GPUs aren’t mysterious - just picky. Most performance cliffs are not about the math; they’re about how warps step, how memory is fetched, and how often the registers spill. This post decodes the jargon; and to be candid, it is me “spilling” my notes, trying to explain myself.
TL;DR
- Think in warps, not threads.
- Coalesce or pay.
- Tile for reuse in shared memory, but watch the register pressure.
- Matrix units (Tensor Cores, FMAs, etc) love the right data types and tile sizes.
- Occupancy is a balancing act: a tool, not a goal. Just enough to hide latency.
1. Execution Model, Decoded
SIMT vs SIMD (why is it confusing?)
- SIMD (CPU): Single Instruction, Multiple Data. One instruction operates on a fixed-width vector (e.g., a single AVX-512 instruction processes 16 floats at once).
- SIMT (GPU): Single Instruction, Multiple Threads. Many threads execute the same instruction in lockstep as a warp (NVIDIA) or wavefront (AMD); each thread has its own registers/control flow.
Warps/Wavefronts
Smallest lockstep unit:
- NVIDIA: warp = 32 threads
- AMD: wavefront = 32/64 threads (depending on architecture)
Tip: choose block sizes as multiples of warp size (e.g., 128, 256) to maximize utilization.

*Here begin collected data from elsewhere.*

//! Fuzzy find for panefm.
//!
//! [search] ranks a haystack of strings against a query with the skim
//! algorithm from `fuzzy_matcher`. [find_streamed] walks a directory tree
//! in-process and hands matches back in bounded batches, so the UI can show
//! the first results while the walk is still running.
//!
//! Paths are matched with their separators flattened out, so a query such as
//! `srcmain` matches `src/main.rs`.

use fuzzy_matcher::FuzzyMatcher;
use fuzzy_matcher::skim::SkimMatcherV2;

use std::borrow::Cow;
use std::cmp::Ordering;
use std::fs;
use std::io;
use std::path::{Path, PathBuf};

/// Matches handed to the caller per batch.
pub const BATCH_SIZE: usize = 64;

/// Upper bound on visited entries, so a find started at `/` still finishes.
const MAX_VISITED: usize = 200_000;

/// Common directories excluded from the walk.
#[rustfmt::skip]
const EXCLUDES: &[&str] = &[
    ".git", ".hg", ".svn", ".rustup", ".cargo", "target", "node_modules", "dist",
    "venv", ".venv", "__pycache__", ".DS_Store", "build", "out", "obj"
];

/// A single find match: path, kind and fuzzy score.
#[derive(Debug, Clone, Eq, PartialEq)]
pub struct FindResult {
    path: PathBuf,
    is_dir: bool,
    score: i64,
}

/// Higher scores sort first; ties fall back to the shorter path.
impl Ord for FindResult {
    fn cmp(&self, other: &Self) -> Ordering {
        other
            .score
            .cmp(&self.score)
            .then_with(|| self.path.as_os_str().len().cmp(&other.path.as_os_str().len()))
            .then_with(|| self.path.cmp(&other.path))
    }
}

impl PartialOrd for FindResult {
    fn partial_cmp(&self, other: &Self) -> Option<Ordering> {
        Some(self.cmp(other))
    }
}

impl FindResult {
    pub fn new(path: PathBuf, is_dir: bool, score: i64) -> Self {
        Self {
            path,
            is_dir,
            score,
        }
    }

    #[inline]
    pub fn path(&self) -> &Path {
        &self.path
    }

    #[inline]
    pub fn is_dir(&self) -> bool {
        self.is_dir
    }

    /// Path relative to `base`, always with forward slashes.
    pub fn relative(&self, base: &Path) -> String {
        let rel = self.path.strip_prefix(base).unwrap_or(&self.path);
        normalize_separators(&rel.to_string_lossy()).into_owned()
    }
}

/// Ranks `haystack` against `query`, best match first. Returns indices into
/// `haystack` with their scores. An empty query matches everything in order.
pub fn search<S: AsRef<str>>(query: &str, haystack: &[S]) -> Vec<(usize, i64)> {
    if query.is_empty() {
        return (0..haystack.len()).map(|i| (i, 0)).collect();
    }
    let matcher = SkimMatcherV2::default();
    let mut ranked: Vec<(usize, i64)> = haystack
        .iter()
        .enumerate()
        .filter_map(|(i, s)| matcher.fuzzy_match(s.as_ref(), query).map(|score| (i, score)))
        .collect();
    // Stable, so equal scores keep haystack order
    ranked.sort_by(|a, b| b.1.cmp(&a.1));
    ranked
}

/// Walks `base` depth-first and calls `emit` with each batch of up to
/// [BATCH_SIZE] matches. Stops after `max_results` matches, or early when
/// `emit` returns false. Returns the number of matches emitted.
pub fn find_streamed(
    base: &Path,
    query: &str,
    max_results: usize,
    mut emit: impl FnMut(Vec<FindResult>) -> bool,
) -> io::Result<usize> {
    if query.is_empty() || max_results == 0 {
        return Ok(0);
    }
    // Surface an unreadable base as an error; deeper failures are skipped
    fs::read_dir(base)?;

    let matcher = SkimMatcherV2::default();
    let flat_query = flatten_separators(&normalize_separators(query));

    let mut stack = vec![base.to_path_buf()];
    let mut batch = Vec::with_capacity(BATCH_SIZE);
    let mut emitted = 0usize;
    let mut visited = 0usize;

    'walk: while let Some(dir) = stack.pop() {
        let Ok(read) = fs::read_dir(&dir) else {
            continue;
        };
        for entry in read.flatten() {
            visited += 1;
            if visited > MAX_VISITED {
                log::warn!("find: stopped after visiting {MAX_VISITED} entries");
                break 'walk;
            }
            let Ok(ft) = entry.file_type() else {
                continue;
            };
            let name = entry.file_name();
            let is_dir = ft.is_dir();
            if is_dir && EXCLUDES.iter().any(|ex| name == *ex) {
                continue;
            }

            let path = entry.path();
            if is_dir {
                // Symlinked dirs are reported but not descended, avoiding cycles
                stack.push(path.clone());
            }

            let rel = path.strip_prefix(base).unwrap_or(&path).to_string_lossy();
            let flat_rel = flatten_separators(&normalize_separators(&rel));
            let Some(score) = matcher.fuzzy_match(&flat_rel, &flat_query) else {
                continue;
            };

            batch.push(FindResult::new(path, is_dir, score));
            if emitted + batch.len() >= max_results || batch.len() >= BATCH_SIZE {
                emitted += batch.len();
                batch.sort();
                let full = emitted >= max_results;
                if !emit(std::mem::replace(&mut batch, Vec::with_capacity(BATCH_SIZE))) || full {
                    return Ok(emitted);
                }
            }
        }
    }

    if !batch.is_empty() {
        emitted += batch.len();
        batch.sort();
        emit(batch);
    }
    Ok(emitted)
}

fn normalize_separators(s: &str) -> Cow<'_, str> {
    if s.contains('\\') {
        Cow::Owned(s.replace('\\', "/"))
    } else {
        Cow::Borrowed(s)
    }
}

/// `src/core/find.rs` becomes `srccorefind.rs`.
fn flatten_separators(s: &str) -> String {
    s.chars().filter(|c| *c != '/' && *c != '\\').collect()
}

CTA (Cooperative Thread Array) / Workgroup
A cooperatively scheduled group of threads sharing on-chip memory and synchronization (barriers).
Balance:
- Enough warps to hide latency.
- Avoid register pressure that causes spills.
- Keep shared memory usage in check.
Occupancy (It’s not a religion)
Active warps per Streaming Multiprocessor (SM) / Compute Unit (CU) relative to the maximum possible. This helps hide latency but chasing 100% occupancy can backfire due to increased register pressure and shared memory contention.
2. Memory Hierarchy (where performance is won and lost)
Registers -> Shared Memory (L1) -> L2 Cache -> Global Memory (HBM/DRAM)
Latency increases and bandwidth decreases as you go down the hierarchy.
Coalesced Access (the golden rule)
Adjacent threads access adjacent addresses -> fewer memory transactions -> higher effective bandwidth.
Layout Matters: NHWC/NCHW/blocked layouts decide whether threadIdx.x walks through contiguous memory.
Quick Check: If indexing A[threadIdx.x] results in strided access, performance will suffer.
Shared Memory (on-chip scratchpad)
On-chip, software-managed cache memory.
- Perfect for tiling working sets to maximize data reuse.
- Beware of bank conflicts: ensure threads access different memory banks to avoid serialization.
Trick: Add padding to spread accesses across banks.
Spills (the invisible tax)
Too many live variables lead to register spills to local memory (off-chip), causing massive slowdowns.
Mitigation:
- Shorten live ranges. (e.g. reorder, store intermediate results in shared memory)
- Fuse judiciously to reduce temporary variables.
- Split kernels if necessary.
3. Math Units: Matrix Engines, Precision, and Shapes
Modern GPUs ship with specialized matrix units (Tensor Cores on NVIDIA, Matrix Cores on AMD) that accelerate matrix multiplications and convolutions.
- NVIDIA: Tensor Core
- AMD: Matrix Core
- Intel: XMX (GPU) / AMX (CPU)
They love:
- Low precision types: FP16, BF16, INT8, etc.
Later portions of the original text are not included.